Ramai sekali pembicaraan mengenai logo Palang Merah Indonesia (PMI) akhir-akhir ini. Twitter, TV, koran, mengulasnya secara mendetail. Bahkan petingggi negri ini, para anggota dewan yang terhormat itu "rela" terbang ke Denmark dan Turki untuk mengusutnya. Mulia sekali untuk sebuah logo. Permasalahan mendasarnya yang menurut saya dibesar besarkan adalah lambang red cross yang menjadi logo PMI diisukan mewakili golongan tertentu. Red cross yang menurut saya (lagi) distiller adalah salib diusulkan untuk digantikan dengan bulan sabit merah. Dalam hal ini, bukankan bulan sabit juga dapat diartikan mewakili golongan tertentu?

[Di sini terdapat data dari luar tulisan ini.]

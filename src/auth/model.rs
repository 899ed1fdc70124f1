//! User, role and scope entities
//!
//! Roles and scopes are many-to-many on both edges (users↔roles,
//! roles↔scopes), stored as association tables. Associations are not
//! owners: deleting a role removes its rows from both tables and
//! nothing else.

use chrono::{DateTime, Utc};
use serde::{Deserialize, Serialize};

#[derive(Debug, Clone, PartialEq, Eq, Serialize, Deserialize)]
pub struct Scope {
    pub id: String,
    pub name: String,
    pub description: String,
}

#[derive(Debug, Clone, Serialize, Deserialize)]
pub struct Role {
    pub id: String,
    pub name: String,
    pub description: String,
    pub scopes: Vec<Scope>,
    pub created_at: DateTime<Utc>,
    pub updated_at: DateTime<Utc>,
}

#[derive(Debug, Clone, Serialize, Deserialize)]
pub struct User {
    pub id: String,
    pub email: String,
    /// Salted bcrypt hash; the plaintext is never stored or logged.
    #[serde(skip_serializing, default)]
    pub password_hash: String,
    pub first_name: String,
    pub last_name: String,
    pub roles: Vec<Role>,
    pub created_at: DateTime<Utc>,
    pub updated_at: DateTime<Utc>,
}

impl User {
    /// Union of the scopes of the user's roles, deduplicated and
    /// sorted for stable token claims.
    pub fn effective_scopes(&self) -> Vec<String> {
        let mut scopes: Vec<String> = self
            .roles
            .iter()
            .flat_map(|role| role.scopes.iter().map(|scope| scope.name.clone()))
            .collect();
        scopes.sort();
        scopes.dedup();
        scopes
    }
}

/// Registration input. The password is still plaintext here; hashing
/// happens in the auth service before anything touches a store.
#[derive(Debug, Clone, Deserialize)]
pub struct NewUser {
    pub email: String,
    pub password: String,
    #[serde(default)]
    pub first_name: String,
    #[serde(default)]
    pub last_name: String,
    #[serde(default)]
    pub role_ids: Vec<String>,
}

/// Partial user update; `None` leaves the field untouched.
#[derive(Debug, Clone, Default, Deserialize)]
pub struct UserUpdate {
    pub first_name: Option<String>,
    pub last_name: Option<String>,
    pub role_ids: Option<Vec<String>>,
}

/// Role creation/update input.
#[derive(Debug, Clone, Deserialize)]
pub struct RoleSpec {
    pub name: String,
    #[serde(default)]
    pub description: String,
    #[serde(default)]
    pub scope_ids: Vec<String>,
}
use std::sync::Arc;
use std::time::Duration;

use clap::Parser;
use fleetwatch::api::{spawn_api_server, ApiConfig, ApiState};
use fleetwatch::auth::{
    AuthService, AuthStore, MemorySessionStore, RedisSessionStore, SessionStore, TokenSigner,
};
use fleetwatch::catalog::{CatalogService, CatalogStore};
use fleetwatch::config::{read_config_file, Config};
use fleetwatch::mail::LogMailer;
use fleetwatch::observation::ObservationStore;
use fleetwatch::report::{spawn_daily_report, ReportService};
use fleetwatch::sheet::DelimitedSheetCodec;
use fleetwatch::stream::SqliteBroker;
use tracing::{error, info, level_filters::LevelFilter, trace};
use tracing_subscriber::{filter, layer::SubscriberExt, util::SubscriberInitExt};

#[derive(Debug, Clone, Parser)]
struct Args {
    /// Config file
    #[arg(short, default_value = "./fleetwatch.json")]
    file: String,
}

fn init(log_level: &str) {
    let level: LevelFilter = log_level.parse().unwrap_or(LevelFilter::INFO);
    let filter = filter::Targets::new().with_targets(vec![("fleetwatch", level), ("api", level)]);
    tracing_subscriber::registry()
        .with(
            tracing_subscriber::fmt::layer()
                .with_writer(std::io::stderr)
                .compact(),
        )
        .with(filter)
        .init();
}

#[tokio::main]
async fn main() -> anyhow::Result<()> {
    let args = Args::parse();
    let config = read_config_file(&args.file).unwrap_or_else(|_| {
        serde_json::from_str("{}").expect("empty config always deserializes")
    });
    init(&config.server.log_level);
    trace!("started with args: {args:?}");

    let state = build_state(&config).await?;

    if let Some(recipient) = config.mail.admin_recipient.clone() {
        spawn_daily_report(state.reports.clone(), recipient);
        info!("daily report job scheduled");
    }

    let api_config = ApiConfig {
        bind_addr: format!("0.0.0.0:{}", config.server.port).parse()?,
        enable_cors: true,
    };
    let (_addr, server) = spawn_api_server(api_config, state, async {
        match tokio::signal::ctrl_c().await {
            Ok(()) => info!("received shutdown signal, draining..."),
            Err(e) => error!("unable to listen for shutdown signal: {e}"),
        }
    })
    .await?;

    // Resolves once the shutdown signal fired and the drain finished.
    server.await?;

    info!("server exiting");
    Ok(())
}

async fn build_state(config: &Config) -> anyhow::Result<ApiState> {
    let pool = fleetwatch::db::open_pool(&config.catalog.path).await?;
    let auth_store = AuthStore::new(pool.clone());
    let catalog_store = CatalogStore::new(pool);

    let sessions: Arc<dyn SessionStore> = match &config.session.redis_url {
        Some(url) => {
            info!("using redis session store");
            Arc::new(RedisSessionStore::connect(url).await?)
        }
        None => {
            info!("using in-memory session store");
            Arc::new(MemorySessionStore::new())
        }
    };

    let signer = TokenSigner::new(
        &config.auth.signing_secret,
        Duration::from_secs(config.auth.access_token_ttl_secs),
        Duration::from_secs(config.auth.refresh_token_ttl_secs),
    );
    let auth = AuthService::new(
        auth_store,
        sessions,
        signer,
        Duration::from_secs(config.auth.session_ttl_secs),
    );

    bootstrap_admin(&auth, config).await;

    let broker = SqliteBroker::connect(&config.streams.path).await?;
    let changes = Arc::new(broker.writer(&config.streams.change_topic, config.streams.partitions));
    let catalog = CatalogService::new(catalog_store, changes);

    let observations = ObservationStore::connect(&config.observations.path).await?;
    let reports = ReportService::new(observations, Arc::new(LogMailer));

    Ok(ApiState::new(
        auth,
        catalog,
        reports,
        Arc::new(DelimitedSheetCodec),
    ))
}

/// Create the configured admin (all scopes via an `admin` role) when
/// no user owns the email yet. Makes a fresh deployment usable without
/// poking the database by hand.
async fn bootstrap_admin(auth: &AuthService, config: &Config) {
    let Some(admin) = &config.auth.bootstrap_admin else {
        return;
    };

    if auth.store().get_user_by_email(&admin.email).await.is_ok() {
        return;
    }

    let result = async {
        let scopes = auth.store().list_scopes("", Default::default(), 100, 0).await?;
        let scope_ids: Vec<String> = scopes.into_iter().map(|s| s.id).collect();
        let role = match auth.store().create_role("admin", "Full access", &scope_ids).await {
            Ok(role) => role,
            // Role already present from a previous run.
            Err(fleetwatch::auth::AuthError::RoleNameExists) => {
                let roles = auth
                    .store()
                    .list_roles("admin", Default::default(), Default::default(), 1, 0)
                    .await?;
                roles
                    .into_iter()
                    .next()
                    .ok_or(fleetwatch::auth::AuthError::RoleNotFound)?
            }
            Err(e) => return Err(e),
        };

        auth.register(fleetwatch::auth::NewUser {
            email: admin.email.clone(),
            password: admin.password.clone(),
            first_name: "Admin".to_string(),
            last_name: String::new(),
            role_ids: vec![role.id],
        })
        .await?;
        Ok::<(), fleetwatch::auth::AuthError>(())
    }
    .await;

    match result {
        Ok(()) => info!("bootstrapped admin user {}", admin.email),
        Err(e) => error!("failed to bootstrap admin user: {e}"),
    }
}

Penting atau tidak makna sebuah logo adalah tergantung person yang menilai. Pada sudut pandang keilmuan yang mana ia berfikir. Bayangkan saja dampaknya jika sedikit-sedikit disangkutkan dengan unsur SARA. Seperti "petuah" budayawan Sudjiwotedjo dalam sebuah pertunjukan wayangnya, beliau mengatakan jika benar diganti hanya karena seolah-olah mewakili golongan tertentu, maka anak SD akan repot belajar berhitung karena takut menuliskan tambah (+). Berarti, nama lembaga "perdarahan" Indonesia tidak bisa lagi disebut PMI. Ingat, PMI adalah PALANG MERAH INDONESIA. Berarti pula diperlukan pemugaran logo disetiap cabang PMI dari unit pusat sampai unit palang merah remaja (PMR) di tingkat sekolah. Pada akhirnya adalah segala bentuk simbol seakan harus melalui tahapan verivikasi untuk bisa digunakan. Bukankah hal ini menimbulkan masalah bagi si pembuat simbol/logo?. Para designer. Membatasi kreativitas mereka bukanlah hal yang bijak.
Seperti filosofi sebuah nama. Banyak pihak mengatakan "apalah arti sebuah nama" hingga baru-baru ini banyak muncul nama  nyleneh yang menurut si pemberi nama adalah unik. Terkadang nyleneh dan unik memang susah dibedakan. Banyak pula pihak yang mengatakan "Nama adalah sebuah doa". Dua hal yang sangat bertolak belakang. Pihak satu mengacuhkan, pihak lainnya menaruh harapan. Saya tertarik opsi kedua, nama adalah sebuah doa.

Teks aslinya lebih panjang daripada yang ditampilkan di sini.